The one time I called my Mom by her first name was when we worked at a nursery/garden center together. A customer asked me a question and my Mom was close by working on something and I didn't want to call her "Mom" in front of the customer.

It was one of the most awkward things I've ever done. My Mom ended up not caring, she understood.

[–] ApathyTree@lemmy.dbzer0.com 1 points 1 week ago

My step-parent has always been referred to by their first name. I was like 9 when they got married so.. it just felt better than the alternatives.

My mother was always either mom or mother, I prefer mother now. She died in my early 20s, so I can’t discuss all my neglect-based trauma and get closure, and I deal with that by using the colder, less affectionate moniker.

My sperm donor (father) never really made an effort to be in my life so I don’t refer to him as anything most of the time. Doesn’t come up.

As for extended family, I don’t have much experience there either but my grandmother was nana, and my aunts and uncles are all title followed by first name, so uncle bob, aunt Cindy, that sort of thing. Cousins get dicy, because some of my cousins are my parent’s age. Anything iffy is just first names.

[–] Nounka@lemmy.world 1 points 1 week ago* (last edited 1 week ago)

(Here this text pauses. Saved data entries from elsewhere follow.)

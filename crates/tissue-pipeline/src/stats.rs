//! Per-tissue statistics over the calibrated field.

use std::fmt;

use serde::{Deserialize, Serialize};

use crate::types::{BinaryMask, PipelineError, ScalarField, TissueClass, TissueMaskSet};

/// Count, mean and population standard deviation of the field values
/// under one mask.
#[derive(Debug, Clone, Copy, Default, PartialEq, Serialize, Deserialize)]
pub struct TissueStats {
    /// Number of set mask pixels.
    pub pixel_count: usize,
    /// Mean field value, or 0 for an empty mask.
    pub mean: f64,
    /// Population standard deviation, or 0 for an empty mask.
    pub std_dev: f64,
}

/// Statistics of `field` restricted to `mask`.
///
/// An empty mask yields zeros.
///
/// # Errors
///
/// Returns [`PipelineError::DimensionMismatch`] if the mask and field
/// differ in size.
#[allow(clippy::cast_precision_loss)]
pub fn compute_stats(field: &ScalarField, mask: &BinaryMask) -> Result<TissueStats, PipelineError> {
    PipelineError::check_dimensions(field.dimensions(), mask.dimensions())?;

    let (mut count, mut sum, mut sum_sq) = (0usize, 0.0f64, 0.0f64);
    for (x, y) in mask.iter_set() {
        let v = f64::from(field.get(x, y));
        count += 1;
        sum += v;
        sum_sq += v * v;
    }
    if count == 0 {
        return Ok(TissueStats::default());
    }

    let n = count as f64;
    let mean = sum / n;
    let variance = (sum_sq / n - mean * mean).max(0.0);
    Ok(TissueStats {
        pixel_count: count,
        mean,
        std_dev: variance.sqrt(),
    })
}

/// Statistics for all three classes of one slice.
#[derive(Debug, Clone, Copy, Default, PartialEq, Serialize, Deserialize)]
pub struct SliceStatistics {
    /// Fat statistics.
    pub fat: TissueStats,
    /// Muscle / tendon statistics.
    pub muscle: TissueStats,
    /// Bone statistics.
    pub bone: TissueStats,
}

impl SliceStatistics {
    /// Compute statistics of `field` under each mask of `masks`.
    ///
    /// # Errors
    ///
    /// Returns [`PipelineError::DimensionMismatch`] if the masks and field
    /// differ in size.
    pub fn compute(field: &ScalarField, masks: &TissueMaskSet) -> Result<Self, PipelineError> {
        Ok(Self {
            fat: compute_stats(field, &masks.fat)?,
            muscle: compute_stats(field, &masks.muscle)?,
            bone: compute_stats(field, &masks.bone)?,
        })
    }

    /// Statistics for `class`.
    #[must_use]
    pub const fn get(&self, class: TissueClass) -> &TissueStats {
        match class {
            TissueClass::Fat => &self.fat,
            TissueClass::Muscle => &self.muscle,
            TissueClass::Bone => &self.bone,
        }
    }
}

impl fmt::Display for SliceStatistics {
    fn fmt(&self, f: &mut fmt::Formatter<'_>) -> fmt::Result {
        writeln!(
            f,
            "{:<16} {:>10} {:>10} {:>10}",
            "Tissue", "Mean", "Std", "Pixels"
        )?;
        for class in TissueClass::ALL {
            let s = self.get(class);
            writeln!(
                f,
                "{:<16} {:>10.1} {:>10.1} {:>10}",
                class.name(),
                s.mean,
                s.std_dev,
                s.pixel_count
            )?;
        }
        Ok(())
    }
}

#[cfg(test)]
#[allow(clippy::unwrap_used)]
mod tests {
    use super::*;
    use crate::types::Dimensions;

    #[test]
    fn empty_mask_gives_zeros() {
        let field = ScalarField::from_fn(3, 3, |_, _| 42.0).unwrap();
        let stats = compute_stats(&field, &BinaryMask::new(3, 3)).unwrap();
        assert_eq!(stats, TissueStats::default());
    }

    #[test]
    fn single_pixel_mean_is_its_value() {
        let field = ScalarField::from_fn(3, 3, |x, y| if (x, y) == (1, 2) { -100.0 } else { 0.0 })
            .unwrap();
        let mask = BinaryMask::from_fn(3, 3, |x, y| (x, y) == (1, 2));
        let stats = compute_stats(&field, &mask).unwrap();
        assert_eq!(stats.pixel_count, 1);
        assert!((stats.mean - -100.0).abs() < 1e-9);
        assert!(stats.std_dev.abs() < 1e-9);
    }

    #[test]
    fn population_standard_deviation() {
        // Values 2, 4, 4, 4, 5, 5, 7, 9: mean 5, population std 2.
        let values = vec![2.0, 4.0, 4.0, 4.0, 5.0, 5.0, 7.0, 9.0];
        let field = ScalarField::from_raw(4, 2, values).unwrap();
        let mask = BinaryMask::from_fn(4, 2, |_, _| true);
        let stats = compute_stats(&field, &mask).unwrap();
        assert_eq!(stats.pixel_count, 8);
        assert!((stats.mean - 5.0).abs() < 1e-9);
        assert!((stats.std_dev - 2.0).abs() < 1e-9);
    }

    #[test]
    fn only_masked_pixels_contribute() {
        let field = ScalarField::from_fn(4, 1, |x, _| if x < 2 { 10.0 } else { 1000.0 }).unwrap();
        let mask = BinaryMask::from_fn(4, 1, |x, _| x < 2);
        let stats = compute_stats(&field, &mask).unwrap();
        assert_eq!(stats.pixel_count, 2);
        assert!((stats.mean - 10.0).abs() < 1e-9);
    }

    #[test]
    fn mismatched_mask_is_rejected() {
        let field = ScalarField::from_fn(3, 3, |_, _| 0.0).unwrap();
        let err = compute_stats(&field, &BinaryMask::new(2, 3)).unwrap_err();
        assert!(matches!(err, PipelineError::DimensionMismatch { .. }));
    }

    #[test]
    fn empty_mask_set_gives_zero_statistics() {
        let field = ScalarField::from_fn(5, 5, |_, _| -1000.0).unwrap();
        let masks = TissueMaskSet::empty(Dimensions {
            width: 5,
            height: 5,
        });
        let stats = SliceStatistics::compute(&field, &masks).unwrap();
        assert_eq!(stats, SliceStatistics::default());
    }

    #[test]
    fn display_lists_every_class() {
        let stats = SliceStatistics {
            muscle: TissueStats {
                pixel_count: 12,
                mean: 55.25,
                std_dev: 3.0,
            },
            ..SliceStatistics::default()
        };
        let table = stats.to_string();
        assert_eq!(table.lines().count(), 4);
        assert!(table.contains("Muscle / Tendon"));
        assert!(table.contains("55.2") || table.contains("55.3"));
        assert!(table.lines().nth(2).unwrap().trim_end().ends_with("12"));
    }
}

I did it when i was younger. I said momname sometimes and dadname always. But when i had a child and he started to talk I said the titels like he would call them. Somehow now he is 15 and i stil use the titels.

[–] explodicle@sh.itjust.works 1 points 1 week ago

(USA, Los Angeles)

Now that you mention it, I call my parents Mom and Dad (unless they really need to listen), but my kids call me by my first name. I just thought it was a generational thing, who cares.